A Grand Canonical Simulation Technique for Dense and Confined Fluids, with Application to a Lennard-Jones Fluid.

Phil Attard

School of Chemistry F11, University of Sydney, NSW 2006 Australia.

J. Chem.\ Phys.\ 107, 3230-3238 (1997)

Abstract
Grand canonical simulations, (specified chemical potential), are performed with a fixed number of particles by coupling variations in the system size to the instantaneous chemical potential determined by virtual test particle methods. This is a modified form of the pseudo grand canonical method of Mehta and Kofke [Mol. Phys. 86, 139 (1995)]. For dense fluids the method has the advantage of allowing the chemical potential to be specified without inserting particles, and is particularly suited to confined fluids, allowing the geometry to be changed at constant chemical potential.
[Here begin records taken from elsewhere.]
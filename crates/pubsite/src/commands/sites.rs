//! `pubsite sites` command implementations.

use clap::{Args, Subcommand};
use pubsite_registry::{NewSite, SiteLookup, SiteRegistry, SqliteRegistry};

use super::ConfigArgs;
use crate::error::CliError;
use crate::output::Output;

/// Site registry subcommands.
#[derive(Subcommand)]
pub(crate) enum SitesCommand {
    /// List an owner's sites as JSON, newest first.
    List(ListArgs),
    /// Register a new site.
    Create(CreateArgs),
    /// Remove a site by id.
    Delete(DeleteArgs),
}

#[derive(Args)]
pub(crate) struct ListArgs {
    #[command(flatten)]
    config: ConfigArgs,

    /// Owner user id.
    #[arg(long)]
    owner: i64,
}

#[derive(Args)]
pub(crate) struct CreateArgs {
    #[command(flatten)]
    config: ConfigArgs,

    /// Owner user id.
    #[arg(long)]
    owner: i64,

    /// Subdomain label the site is served under.
    #[arg(long)]
    slug: String,

    /// GitHub repository as `owner/name`.
    #[arg(long)]
    repo: String,

    /// Branch to publish from.
    #[arg(long, default_value = "main")]
    branch: String,

    /// Directory inside the repository that holds the site.
    #[arg(long, default_value = "")]
    subdirectory: String,
}

#[derive(Args)]
pub(crate) struct DeleteArgs {
    #[command(flatten)]
    config: ConfigArgs,

    /// Site id.
    id: i64,
}

impl SitesCommand {
    /// Execute the sites subcommand.
    ///
    /// # Errors
    ///
    /// Returns an error if the registry cannot be opened or the operation fails.
    pub(crate) async fn execute(self) -> Result<(), CliError> {
        let config_args = match &self {
            Self::List(args) => &args.config,
            Self::Create(args) => &args.config,
            Self::Delete(args) => &args.config,
        };
        let config = config_args.load(None, None)?;
        let registry =
            SqliteRegistry::connect(&config.database.url, config.database.max_connections)
                .await?;
        let output = Output::new();

        match self {
            Self::List(args) => list(&registry, args.owner, &output).await,
            Self::Create(args) => create(&registry, args.into_new_site(), &output).await,
            Self::Delete(args) => delete(&registry, args.id, &output).await,
        }
    }
}

impl CreateArgs {
    fn into_new_site(self) -> NewSite {
        NewSite {
            owner_id: self.owner,
            slug: self.slug,
            github_repo: self.repo,
            github_branch: self.branch,
            subdirectory: self.subdirectory,
        }
    }
}

async fn list(registry: &dyn SiteRegistry, owner: i64, output: &Output) -> Result<(), CliError> {
    let sites = registry.list_by_owner(owner).await?;
    if sites.is_empty() {
        output.detail(&format!("No sites for owner {owner}"));
    }
    output.data(&serde_json::to_string_pretty(&sites)?)?;
    Ok(())
}

async fn create(registry: &dyn SiteRegistry, site: NewSite, output: &Output) -> Result<(), CliError> {
    site.validate().map_err(CliError::Validation)?;
    let created = registry.create(site).await?;
    output.success(&format!(
        "Created site {} ({}) from {}@{}",
        created.slug, created.id, created.github_repo, created.github_branch
    ));
    Ok(())
}

async fn delete(registry: &dyn SiteRegistry, id: i64, output: &Output) -> Result<(), CliError> {
    let site = match registry.find_by_id(id).await {
        SiteLookup::Found(site) => site,
        SiteLookup::NotFound => return Err(CliError::SiteNotFound(id)),
        SiteLookup::Failure(e) => return Err(e.into()),
    };
    registry.delete(id).await?;
    output.success(&format!("Deleted site {} ({id})", site.slug));
    Ok(())
}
For the test particle determination of the chemical potential a preferential cell sampling method is developed that improves the excluded volume map sampling of Dietrick et al. [J. Chem. Phys. 90, 2370 (1989)]. It is several orders of magnitude more efficient than crude Monte Carlo sampling, and 4--40 times more efficient than restricted umbrella sampling. The methods are tested on Lennard-Jones fluids, in the bulk at reduced densities up to 0.95, and confined between two planar walls.